The people who know Mayor Jun for what he is are thus howling in outrage. Unfair.
To the clueless, the ignorant, and the presumptuous, Mayor Jun have served the people more than any politician had.
He started adult life in priesthood, saw the sufferings of the masses at the height of Martial Law and thus took up arms.
He was enticed to join public service as officer in charge of the Davao City Engineer’s Office the year after Davao City Mayor Rodrigo R. Duterte’s first ever term as city mayor in 1989. He became the mayor’s chief of staff the following year until 1996. He then was made to head the City Economic Enterprise from 1996-1998 and served as chief of staff of Duterte in his first and only term as congressman in 1998-2001. Evasco returned as chief of staff of the City Mayor’s Office in 2001-2004, and copped his served to Davao again as OIC City Engineer from 2004-2007. He ensured smooth operations for the city and never hogging the limelight. He was just the white-haired taller than average man who was running the show; he was the white-haired man civil society groups worked with, he was the front-liner who came in to settle things in his soft-spoken style. He dodged acknowledgements and never demanded for one. He wore no political color, he was just the City Hall’s action man.
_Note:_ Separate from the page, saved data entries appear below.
use axum::{
    extract::{Path, Query, State},
    http::StatusCode,
    middleware,
    response::Json,
    routing::{get, post},
    Extension, Router,
};
use axum_extra::extract::WithRejection;
use chrono::Utc;
use uuid::Uuid;

use super::error::{ApiError, ApiResult};
use crate::auth::{jwt_auth_middleware, AuthService, UserSession};
use crate::models::{
    CreateGoalRequest, GoalProgressHistory, GoalQuery, GoalView, GoalsSummary,
    RecordProgressRequest, UpdateGoalRequest,
};
use crate::services::GoalService;

pub fn goal_routes(goals: GoalService, auth_service: AuthService) -> Router {
    Router::new()
        .route("/", get(list_goals).post(create_goal))
        .route("/summary", get(get_summary))
        .route("/:id", get(get_goal).put(update_goal).delete(delete_goal))
        .route("/:id/progress", get(get_progress).post(record_progress))
        .route("/:id/sync", post(sync_progress))
        .route_layer(middleware::from_fn_with_state(auth_service, jwt_auth_middleware))
        .with_state(goals)
}

#[tracing::instrument(skip(goals, session, request), fields(user_id = %session.user_id))]
async fn create_goal(
    State(goals): State<GoalService>,
    Extension(session): Extension<UserSession>,
    WithRejection(Json(request), _): WithRejection<Json<CreateGoalRequest>, ApiError>,
) -> ApiResult<(StatusCode, Json<GoalView>)> {
    let today = Utc::now().date_naive();
    request.validate(today)?;

    let goal = goals.create_goal(session.user_id, request).await?;
    Ok((StatusCode::CREATED, Json(GoalView::new(goal, today))))
}

#[tracing::instrument(skip(goals, session, query), fields(user_id = %session.user_id))]
async fn list_goals(
    State(goals): State<GoalService>,
    Extension(session): Extension<UserSession>,
    WithRejection(Query(query), _): WithRejection<Query<GoalQuery>, ApiError>,
) -> ApiResult<Json<Vec<GoalView>>> {
    let today = Utc::now().date_naive();

    let views = goals
        .list_goals(session.user_id, query)
        .await?
        .into_iter()
        .map(|goal| GoalView::new(goal, today))
        .collect();

    Ok(Json(views))
}

#[tracing::instrument(skip(goals, session), fields(user_id = %session.user_id))]
async fn get_goal(
    State(goals): State<GoalService>,
    Extension(session): Extension<UserSession>,
    WithRejection(Path(goal_id), _): WithRejection<Path<Uuid>, ApiError>,
) -> ApiResult<Json<GoalView>> {
    let goal = goals
        .get_goal(goal_id, session.user_id)
        .await?
        .ok_or(ApiError::NotFound("Goal"))?;

    Ok(Json(GoalView::new(goal, Utc::now().date_naive())))
}

#[tracing::instrument(skip(goals, session, request), fields(user_id = %session.user_id))]
async fn update_goal(
    State(goals): State<GoalService>,
    Extension(session): Extension<UserSession>,
    WithRejection(Path(goal_id), _): WithRejection<Path<Uuid>, ApiError>,
    WithRejection(Json(request), _): WithRejection<Json<UpdateGoalRequest>, ApiError>,
) -> ApiResult<Json<GoalView>> {
    let existing = goals
        .get_goal(goal_id, session.user_id)
        .await?
        .ok_or(ApiError::NotFound("Goal"))?;
    request.validate(existing.start_date)?;

    let goal = goals
        .update_goal(goal_id, session.user_id, request)
        .await?
        .ok_or(ApiError::NotFound("Goal"))?;

    Ok(Json(GoalView::new(goal, Utc::now().date_naive())))
}

#[tracing::instrument(skip(goals, session), fields(user_id = %session.user_id))]
async fn delete_goal(
    State(goals): State<GoalService>,
    Extension(session): Extension<UserSession>,
    WithRejection(Path(goal_id), _): WithRejection<Path<Uuid>, ApiError>,
) -> ApiResult<StatusCode> {
    if !goals.delete_goal(goal_id, session.user_id).await? {
        return Err(ApiError::NotFound("Goal"));
    }

    Ok(StatusCode::NO_CONTENT)
}

#[tracing::instrument(skip(goals, session, request), fields(user_id = %session.user_id))]
async fn record_progress(
    State(goals): State<GoalService>,
    Extension(session): Extension<UserSession>,
    WithRejection(Path(goal_id), _): WithRejection<Path<Uuid>, ApiError>,
    WithRejection(Json(request), _): WithRejection<Json<RecordProgressRequest>, ApiError>,
) -> ApiResult<Json<GoalView>> {
    request.validate()?;

    let goal = goals
        .record_progress(goal_id, session.user_id, request)
        .await?
        .ok_or(ApiError::NotFound("Goal"))?;

    Ok(Json(GoalView::new(goal, Utc::now().date_naive())))
}

#[tracing::instrument(skip(goals, session), fields(user_id = %session.user_id))]
async fn get_progress(
    State(goals): State<GoalService>,
    Extension(session): Extension<UserSession>,
    WithRejection(Path(goal_id), _): WithRejection<Path<Uuid>, ApiError>,
) -> ApiResult<Json<GoalProgressHistory>> {
    let history = goals
        .progress_history(goal_id, session.user_id)
        .await?
        .ok_or(ApiError::NotFound("Goal"))?;

    Ok(Json(history))
}

#[tracing::instrument(skip(goals, session), fields(user_id = %session.user_id))]
async fn sync_progress(
    State(goals): State<GoalService>,
    Extension(session): Extension<UserSession>,
    WithRejection(Path(goal_id), _): WithRejection<Path<Uuid>, ApiError>,
) -> ApiResult<Json<GoalView>> {
    let goal = goals
        .get_goal(goal_id, session.user_id)
        .await?
        .ok_or(ApiError::NotFound("Goal"))?;

    if !goal.goal_type.is_tracked() {
        return Err(ApiError::BadRequest(
            "progress for this goal type is recorded manually".to_string(),
        ));
    }

    let today = Utc::now().date_naive();
    let goal = goals.sync_progress(goal, today).await?;
    Ok(Json(GoalView::new(goal, today)))
}

#[tracing::instrument(skip(goals, session), fields(user_id = %session.user_id))]
async fn get_summary(
    State(goals): State<GoalService>,
    Extension(session): Extension<UserSession>,
) -> ApiResult<Json<GoalsSummary>> {
    let summary = goals.summary(session.user_id).await?;
    Ok(Json(summary))
}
After almost two decades of service to Davao City, he decided to bring his expertise in local governance to his hometown in Bohol and thus run and won as municipal mayor of Maribojoc in 2007. This is his last term as town mayor.
For two terms, he served his town well and the once unknown Maribojoc was battling it out with the big guys in terms of tourism, environment protection, heritage protection, but most of all, Maribojoc is one of very few rural towns who have a website where you can check out statuses of government projects and their accomplishment reports. Transparency is a keystone to Mayor Jun’s style of governance.
As a result, in his two terms, he garnered for his rural town several awards among which was the Seal of Good Housekeeping given by President Benigno C. Aquino III in 2011. Maribojoc was the only town from Bohol that received such a seal, which is a recognition by the Interior and Local Government Department of excellent governance.
His effort to ensure that everyone gets a piece of whatever comes is now called an attempt to hoard relief goods. Others are insisting he should just welcome everyone, never mind if these people prefer to choose whom they give help to. While another one likened the action to a party where someone will be bringing gifts intended for specific people. All saying, Evasco is wrong and bad. How fast people can malign without even understanding the extent of the problem. If this is how we interpret decisive leadership, then no wonder we do not have any inkling about what crisis management and humanitarian leadership means.
Published in the Sun.Star Davao newspaper on October 24, 2013.